**DATA TO EXAMINE**
*-*-*

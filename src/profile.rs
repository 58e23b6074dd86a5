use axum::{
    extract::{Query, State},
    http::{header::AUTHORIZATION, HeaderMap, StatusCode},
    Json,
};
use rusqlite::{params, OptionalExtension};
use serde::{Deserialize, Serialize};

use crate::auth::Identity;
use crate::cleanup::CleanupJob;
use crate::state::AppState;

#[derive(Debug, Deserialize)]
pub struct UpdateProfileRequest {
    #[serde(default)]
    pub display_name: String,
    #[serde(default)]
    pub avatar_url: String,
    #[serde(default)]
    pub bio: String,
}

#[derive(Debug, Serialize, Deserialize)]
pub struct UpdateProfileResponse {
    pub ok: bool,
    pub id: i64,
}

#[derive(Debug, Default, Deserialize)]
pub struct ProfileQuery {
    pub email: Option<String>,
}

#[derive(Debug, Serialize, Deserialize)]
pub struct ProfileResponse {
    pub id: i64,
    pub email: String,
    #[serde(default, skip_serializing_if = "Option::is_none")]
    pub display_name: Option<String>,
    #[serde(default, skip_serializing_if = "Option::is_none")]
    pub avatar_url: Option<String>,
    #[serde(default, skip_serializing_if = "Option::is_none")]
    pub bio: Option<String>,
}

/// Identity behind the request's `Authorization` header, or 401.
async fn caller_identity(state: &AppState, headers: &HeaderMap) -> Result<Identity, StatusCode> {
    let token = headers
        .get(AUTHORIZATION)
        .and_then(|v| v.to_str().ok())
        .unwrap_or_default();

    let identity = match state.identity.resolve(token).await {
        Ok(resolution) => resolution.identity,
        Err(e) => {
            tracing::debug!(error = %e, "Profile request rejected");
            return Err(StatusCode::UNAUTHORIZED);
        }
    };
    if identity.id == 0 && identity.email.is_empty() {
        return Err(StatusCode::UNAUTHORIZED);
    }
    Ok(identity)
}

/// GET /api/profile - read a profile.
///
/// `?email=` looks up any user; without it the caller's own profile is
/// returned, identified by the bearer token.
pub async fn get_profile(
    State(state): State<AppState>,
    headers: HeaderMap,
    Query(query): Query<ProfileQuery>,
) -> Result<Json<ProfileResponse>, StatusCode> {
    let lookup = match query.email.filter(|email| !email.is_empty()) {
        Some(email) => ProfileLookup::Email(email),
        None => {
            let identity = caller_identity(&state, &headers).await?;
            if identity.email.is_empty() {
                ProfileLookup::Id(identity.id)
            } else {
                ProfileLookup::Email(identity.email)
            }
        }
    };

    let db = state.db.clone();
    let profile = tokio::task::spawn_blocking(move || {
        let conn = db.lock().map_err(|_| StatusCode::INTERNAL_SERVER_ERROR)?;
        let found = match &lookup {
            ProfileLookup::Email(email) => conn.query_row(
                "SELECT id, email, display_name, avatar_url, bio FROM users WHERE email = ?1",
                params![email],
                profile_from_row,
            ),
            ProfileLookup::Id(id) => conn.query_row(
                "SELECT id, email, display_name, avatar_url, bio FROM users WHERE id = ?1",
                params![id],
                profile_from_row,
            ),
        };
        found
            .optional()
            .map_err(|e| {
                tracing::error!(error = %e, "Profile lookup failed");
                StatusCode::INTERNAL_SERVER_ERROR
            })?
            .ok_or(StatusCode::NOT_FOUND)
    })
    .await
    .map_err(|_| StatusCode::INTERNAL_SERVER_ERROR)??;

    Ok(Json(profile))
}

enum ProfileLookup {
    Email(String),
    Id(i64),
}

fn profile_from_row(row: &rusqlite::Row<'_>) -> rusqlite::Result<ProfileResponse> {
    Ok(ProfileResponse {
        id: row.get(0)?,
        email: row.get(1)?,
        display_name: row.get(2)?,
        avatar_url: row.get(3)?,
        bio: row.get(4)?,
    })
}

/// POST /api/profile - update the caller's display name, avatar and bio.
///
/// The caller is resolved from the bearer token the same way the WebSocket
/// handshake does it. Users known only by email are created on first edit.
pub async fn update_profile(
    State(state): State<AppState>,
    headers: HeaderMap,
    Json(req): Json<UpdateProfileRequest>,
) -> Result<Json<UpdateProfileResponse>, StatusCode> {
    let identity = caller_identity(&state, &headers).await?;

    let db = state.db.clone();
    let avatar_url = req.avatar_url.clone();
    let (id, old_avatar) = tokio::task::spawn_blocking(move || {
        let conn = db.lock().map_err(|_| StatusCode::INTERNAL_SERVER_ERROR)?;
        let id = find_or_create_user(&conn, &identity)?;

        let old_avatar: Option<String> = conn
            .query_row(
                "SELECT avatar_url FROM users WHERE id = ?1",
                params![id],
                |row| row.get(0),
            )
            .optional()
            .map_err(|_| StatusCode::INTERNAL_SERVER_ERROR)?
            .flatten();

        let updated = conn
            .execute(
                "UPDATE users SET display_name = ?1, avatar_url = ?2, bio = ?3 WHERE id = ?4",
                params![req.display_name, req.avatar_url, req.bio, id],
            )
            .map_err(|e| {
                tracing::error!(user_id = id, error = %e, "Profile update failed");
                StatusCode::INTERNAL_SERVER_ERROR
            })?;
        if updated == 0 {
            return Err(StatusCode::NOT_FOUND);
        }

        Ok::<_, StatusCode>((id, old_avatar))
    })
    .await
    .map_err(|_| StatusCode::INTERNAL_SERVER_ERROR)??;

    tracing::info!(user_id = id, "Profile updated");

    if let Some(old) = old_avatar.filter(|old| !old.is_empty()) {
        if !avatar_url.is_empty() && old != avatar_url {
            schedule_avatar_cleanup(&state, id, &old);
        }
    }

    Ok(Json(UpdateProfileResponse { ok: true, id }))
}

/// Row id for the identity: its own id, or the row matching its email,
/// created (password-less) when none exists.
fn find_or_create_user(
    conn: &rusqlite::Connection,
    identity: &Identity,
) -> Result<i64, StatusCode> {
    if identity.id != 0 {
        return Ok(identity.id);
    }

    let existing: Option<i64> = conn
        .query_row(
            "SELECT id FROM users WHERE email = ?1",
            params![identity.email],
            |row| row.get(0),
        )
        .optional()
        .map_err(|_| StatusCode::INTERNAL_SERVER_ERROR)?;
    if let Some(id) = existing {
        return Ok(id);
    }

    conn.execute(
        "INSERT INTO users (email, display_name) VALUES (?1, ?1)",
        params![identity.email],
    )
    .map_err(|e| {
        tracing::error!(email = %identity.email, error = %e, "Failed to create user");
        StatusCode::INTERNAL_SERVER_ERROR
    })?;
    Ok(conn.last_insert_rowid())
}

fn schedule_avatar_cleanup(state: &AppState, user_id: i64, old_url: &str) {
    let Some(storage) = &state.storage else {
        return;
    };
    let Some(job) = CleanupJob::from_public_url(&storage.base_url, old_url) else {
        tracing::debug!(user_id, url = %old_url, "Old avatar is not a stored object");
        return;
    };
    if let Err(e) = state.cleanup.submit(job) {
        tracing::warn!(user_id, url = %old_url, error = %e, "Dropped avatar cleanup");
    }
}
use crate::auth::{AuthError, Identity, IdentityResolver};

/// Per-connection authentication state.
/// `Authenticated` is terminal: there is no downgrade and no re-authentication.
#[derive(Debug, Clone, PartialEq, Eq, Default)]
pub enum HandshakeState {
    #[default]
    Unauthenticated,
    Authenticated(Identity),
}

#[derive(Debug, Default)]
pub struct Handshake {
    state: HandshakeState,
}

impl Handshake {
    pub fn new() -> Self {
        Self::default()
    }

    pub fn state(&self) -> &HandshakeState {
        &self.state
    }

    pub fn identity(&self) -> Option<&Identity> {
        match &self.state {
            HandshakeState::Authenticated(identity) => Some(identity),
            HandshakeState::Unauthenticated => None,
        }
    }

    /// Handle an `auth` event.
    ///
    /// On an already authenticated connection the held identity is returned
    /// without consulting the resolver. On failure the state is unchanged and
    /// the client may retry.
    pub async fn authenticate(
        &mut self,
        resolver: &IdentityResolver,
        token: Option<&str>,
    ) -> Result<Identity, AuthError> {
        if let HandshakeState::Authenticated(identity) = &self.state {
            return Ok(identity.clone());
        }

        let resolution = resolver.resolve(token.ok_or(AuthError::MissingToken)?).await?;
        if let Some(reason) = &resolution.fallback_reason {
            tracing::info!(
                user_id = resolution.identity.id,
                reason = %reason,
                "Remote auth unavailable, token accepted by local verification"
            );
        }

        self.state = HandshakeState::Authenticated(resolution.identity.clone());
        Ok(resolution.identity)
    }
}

*-*-*

When a line in the listing has the string "existing" in it, return that line.

**THE COMPLETED TASK**
    let existing: Option<i64> = conn
    if let Some(id) = existing {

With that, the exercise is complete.